Exercise brief: Counting every line in the entries below where the word "CgpError" occurs, report how many there are. Give only that number.

Source data section start

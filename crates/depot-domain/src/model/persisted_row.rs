use chrono::{NaiveDate, NaiveDateTime};
use serde::{Deserialize, Serialize};

use super::{DerivedRecord, InputRecord};

/// Target table for appended summaries
pub const TABLE_NAME: &str = "productivity_summary";

/// Column order of `productivity_summary`. Inserts bind values in this order.
pub const COLUMNS: [&str; 33] = [
    "planned_schedules",
    "planned_services",
    "planned_km",
    "actual_services",
    "actual_km",
    "service_variance",
    "km_variance",
    "total_drivers",
    "available1",
    "available2",
    "attending_drivers",
    "driver_shortage",
    "on_duty",
    "drivers_for_bus",
    "km_per_driver",
    "services_per_driver",
    "created_at",
    "medically_unfit",
    "suspended_drivers",
    "weekly_off",
    "special_off",
    "others",
    "long_leave",
    "sick_leave",
    "long_absent",
    "short_leave",
    "spot_absent",
    "drivers_required",
    "double_duty",
    "driver_per_schedule",
    "off_cancel",
    "drivers_as_conductors",
    "entry_date",
];

/// One appended row of `productivity_summary`. Immutable once written.
#[derive(Debug, Clone, PartialEq, Serialize, Deserialize)]
pub struct PersistedRow {
    pub planned_schedules: u32,
    pub planned_services: u32,
    pub planned_km: u64,
    pub actual_services: u32,
    pub actual_km: u64,
    pub service_variance: i64,
    pub km_variance: i64,
    pub total_drivers: u32,
    pub available1: i64,
    pub available2: f64,
    pub attending_drivers: f64,
    pub driver_shortage: f64,
    pub on_duty: f64,
    pub drivers_for_bus: f64,
    pub km_per_driver: f64,
    pub services_per_driver: f64,
    pub created_at: NaiveDateTime,
    pub medically_unfit: u32,
    pub suspended_drivers: u32,
    pub weekly_off: f64,
    pub special_off: f64,
    pub others: f64,
    pub long_leave: f64,
    pub sick_leave: f64,
    pub long_absent: u32,
    pub short_leave: u32,
    pub spot_absent: f64,
    pub drivers_required: u32,
    pub double_duty: f64,
    pub driver_per_schedule: f64,
    pub off_cancel: f64,
    pub drivers_as_conductors: u32,
    pub entry_date: NaiveDate,
}

impl PersistedRow {
    pub fn new(
        input: &InputRecord,
        derived: &DerivedRecord,
        created_at: NaiveDateTime,
        entry_date: NaiveDate,
    ) -> Self {
        Self {
            planned_schedules: input.planned_schedules,
            planned_services: input.planned_services,
            planned_km: input.planned_km,
            actual_services: input.actual_services,
            actual_km: input.actual_km,
            service_variance: derived.service_variance,
            km_variance: derived.km_variance,
            total_drivers: input.total_drivers,
            available1: derived.available1,
            available2: derived.available2,
            attending_drivers: derived.attending_drivers,
            driver_shortage: derived.driver_shortage,
            on_duty: derived.on_duty,
            drivers_for_bus: derived.drivers_for_bus,
            km_per_driver: derived.km_per_driver,
            services_per_driver: derived.services_per_driver,
            created_at,
            medically_unfit: input.medically_unfit,
            suspended_drivers: input.suspended_drivers,
            weekly_off: input.weekly_off,
            special_off: input.special_off,
            others: input.others,
            long_leave: input.long_leave,
            sick_leave: input.sick_leave,
            long_absent: input.long_absent,
            short_leave: input.short_leave,
            spot_absent: input.spot_absent,
            drivers_required: input.drivers_required,
            double_duty: input.double_duty,
            driver_per_schedule: input.driver_per_schedule,
            off_cancel: input.off_cancel,
            drivers_as_conductors: input.drivers_as_conductors,
            entry_date,
        }
    }
}

#[cfg(test)]
mod tests {
    use super::*;
    use depot_types::{Depot, Mode};

    #[test]
    fn test_columns_are_unique() {
        let mut sorted = COLUMNS.to_vec();
        sorted.sort_unstable();
        sorted.dedup();
        assert_eq!(sorted.len(), 33);
    }

    #[test]
    fn test_columns_match_serialized_fields() {
        let input = InputRecord::empty(Depot::Khammam, Mode::Urban);
        let derived = crate::service::derive(&input);
        let created_at = NaiveDate::from_ymd_opt(2025, 3, 1)
            .unwrap()
            .and_hms_opt(9, 30, 0)
            .unwrap();
        let row = PersistedRow::new(&input, &derived, created_at, created_at.date());

        let value = serde_json::to_value(&row).unwrap();
        let object = value.as_object().unwrap();
        assert_eq!(object.len(), COLUMNS.len());
        for column in COLUMNS {
            assert!(object.contains_key(column), "missing field {}", column);
        }
    }
}
//! Domain services

pub mod metric_derivation;

pub use metric_derivation::{derive, reason_checks, round_to_cents, summarize};
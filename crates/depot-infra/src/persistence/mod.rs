//! Persistence implementations
//!
//! SQLite-backed implementation of the summary repository trait.

mod schema;
mod sqlite_summary_repo;

pub use sqlite_summary_repo::{SqliteLocation, SqliteOptions, SqliteSummaryRepository};
use anyhow::{Context, Result};
use cgpevo::config::ConfigSection;
use cgpevo::{inherit, mutate, AppConfig, Brain, ConfigManager, Domain, Genotype, Population};
use rand::rngs::StdRng;
use rand::{Rng, SeedableRng};
use std::env;

/// Fit `x^2 + x` on a fixed grid of sample points
struct SymbolicFit {
    samples: Vec<(f32, f32)>,
}

impl SymbolicFit {
    fn new() -> Self {
        let samples = (0..=20)
            .map(|i| {
                let x = -1.0 + i as f32 * 0.1;
                (x, x * x + x)
            })
            .collect();
        Self { samples }
    }
}

impl Domain for SymbolicFit {
    fn inputs(&self) -> usize {
        1
    }

    fn outputs(&self) -> usize {
        1
    }

    fn evaluate(&self, brain: &mut Brain) -> cgpevo::Result<f32> {
        let mut error = 0.0;
        for &(x, y) in &self.samples {
            error += (brain.run(&[x])?[0] - y).abs();
        }
        Ok(-error / self.samples.len() as f32)
    }
}

fn load_config() -> Result<AppConfig> {
    let manager = ConfigManager::new();
    if let Some(path) = env::args().nth(1) {
        manager
            .load_from_file(&path)
            .with_context(|| format!("loading config from {}", path))?;
    }
    let config = manager.get();
    config.validate()?;
    Ok(config)
}

fn next_generation(
    population: &Population,
    config: &AppConfig,
    rng: &mut StdRng,
) -> cgpevo::Result<Vec<Genotype>> {
    let ranked = population.ranked();
    let elite_count = config.evolution.elite_count.max(1).min(ranked.len());
    let parents = &ranked[..(ranked.len() / 2).max(elite_count)];

    let mut next: Vec<Genotype> = ranked[..elite_count]
        .iter()
        .map(|individual| individual.genotype.clone())
        .collect();

    while next.len() < config.evolution.population_size {
        let first = &parents[rng.gen_range(0..parents.len())].genotype;
        let mut child = if rng.gen::<f32>() < config.evolution.crossover_rate {
            let second = &parents[rng.gen_range(0..parents.len())].genotype;
            inherit(first, second, config.evolution.inherit_preference, rng)?
        } else {
            first.clone()
        };
        mutate(&mut child, &config.cgp.mutation, rng);
        next.push(child);
    }

    Ok(next)
}

fn main() -> Result<()> {
    env_logger::init();

    let config = load_config()?;
    let domain = SymbolicFit::new();
    let mut rng = match config.evolution.seed {
        Some(seed) => StdRng::seed_from_u64(seed),
        None => StdRng::from_entropy(),
    };

    log::info!(
        "Evolving {} genotypes for {} generations ({} section)",
        config.evolution.population_size,
        config.evolution.num_generations,
        cgpevo::CgpConfig::section_name()
    );

    let mut population = Population::for_domain(&config.cgp, &domain)?;
    population.create_primordial_generation(config.evolution.population_size, &mut rng);

    for generation in 0..config.evolution.num_generations {
        population.evaluate(&domain)?;
        if let Some(best) = population.fittest() {
            println!(
                "Generation {}: best fitness = {:.5}",
                generation + 1,
                best.fitness
            );
        }
        if generation + 1 < config.evolution.num_generations {
            let next = next_generation(&population, &config, &mut rng)?;
            population.replace_generation(next)?;
        }
    }

    if let Some(best) = population.fittest() {
        let brain = best.genotype.grow()?;
        println!(
            "Best genotype ({} active nodes):\n{}",
            brain.active_node_count(),
            serde_json::to_string_pretty(&best.genotype.save()?)?
        );
    }

    Ok(())
}
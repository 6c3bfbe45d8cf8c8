pub mod brain;
pub mod domain;

pub use brain::Brain;
pub use domain::Domain;
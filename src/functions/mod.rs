pub mod primitives;
pub mod registry;

pub use primitives::{FunctionGroup, FunctionId};
pub use registry::FunctionCatalog;
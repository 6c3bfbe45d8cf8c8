use crate::engines::generation::genes::FunctionGene;
use crate::engines::generation::genotype::Genotype;
use crate::engines::generation::layout::CgpLayout;
use crate::error::{CgpError, Result};
use crate::types::MAX_FUNCTION_ARITY;
use std::sync::Arc;

/// Executable form of a genotype.
///
/// Only nodes reachable from an output gene are evaluated; the rest of the graph
/// is carried along but never computed.
#[derive(Debug, Clone)]
pub struct Brain {
    layout: Arc<CgpLayout>,
    inputs: usize,
    function_genes: Vec<FunctionGene>,
    constants: Vec<f32>,
    output_connections: Vec<usize>,
    active: Vec<bool>,
    nodes: Vec<f32>,
    outputs: Vec<f32>,
}

impl Brain {
    pub fn grow(genotype: &Genotype) -> Result<Self> {
        debug_assert!(genotype.validate().is_ok());

        let layout = genotype.layout();
        let catalog = layout.catalog();
        if let Some(gene) = genotype
            .function_genes()
            .iter()
            .find(|gene| !catalog.contains(gene.function))
        {
            return Err(CgpError::UnknownFunction(gene.function));
        }

        let inputs = layout.inputs();
        let function_genes = genotype.function_genes().to_vec();
        let output_connections: Vec<usize> = genotype
            .output_genes()
            .iter()
            .map(|gene| usize::from(gene.connection))
            .collect();

        let active = active_nodes(inputs, &function_genes, &output_connections);
        log::trace!(
            "Grew brain: {} of {} nodes active",
            active.iter().filter(|&&a| a).count(),
            function_genes.len()
        );

        Ok(Self {
            layout: Arc::clone(genotype.layout_handle()),
            inputs,
            nodes: vec![0.0; inputs + function_genes.len()],
            outputs: vec![0.0; output_connections.len()],
            function_genes,
            constants: genotype.constants().to_vec(),
            output_connections,
            active,
        })
    }

    /// Evaluate the graph for one input vector and return the outputs
    pub fn run(&mut self, inputs: &[f32]) -> Result<&[f32]> {
        if inputs.len() != self.inputs {
            return Err(CgpError::Evaluation(format!(
                "Brain expects {} inputs, got {}",
                self.inputs,
                inputs.len()
            )));
        }

        self.nodes[..self.inputs].copy_from_slice(inputs);

        let catalog = self.layout.catalog();
        for (i, gene) in self.function_genes.iter().enumerate() {
            if !self.active[i] {
                continue;
            }
            let mut args = [0.0; MAX_FUNCTION_ARITY];
            for (arg, &connection) in args.iter_mut().zip(gene.used_connections()) {
                *arg = self.nodes[usize::from(connection)];
            }
            self.nodes[self.inputs + i] =
                catalog.evaluate(gene.function, &args, self.constants[i])?;
        }

        for (output, &connection) in self.outputs.iter_mut().zip(&self.output_connections) {
            *output = self.nodes[connection];
        }

        Ok(self.outputs.as_slice())
    }

    pub fn inputs(&self) -> usize {
        self.inputs
    }

    pub fn outputs(&self) -> usize {
        self.outputs.len()
    }

    pub fn active_node_count(&self) -> usize {
        self.active.iter().filter(|&&a| a).count()
    }

    pub fn is_active(&self, gene_index: usize) -> bool {
        self.active.get(gene_index).copied().unwrap_or(false)
    }
}

/// Mark function genes reachable from the outputs. Connections only point to lower
/// indices, so one backward sweep is enough.
fn active_nodes(inputs: usize, genes: &[FunctionGene], outputs: &[usize]) -> Vec<bool> {
    let mut active = vec![false; genes.len()];
    for &connection in outputs {
        if connection >= inputs {
            active[connection - inputs] = true;
        }
    }
    for i in (0..genes.len()).rev() {
        if !active[i] {
            continue;
        }
        for &connection in genes[i].used_connections() {
            let connection = usize::from(connection);
            if connection >= inputs {
                active[connection - inputs] = true;
            }
        }
    }
    active
}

Source data section end

Reply to the task: 3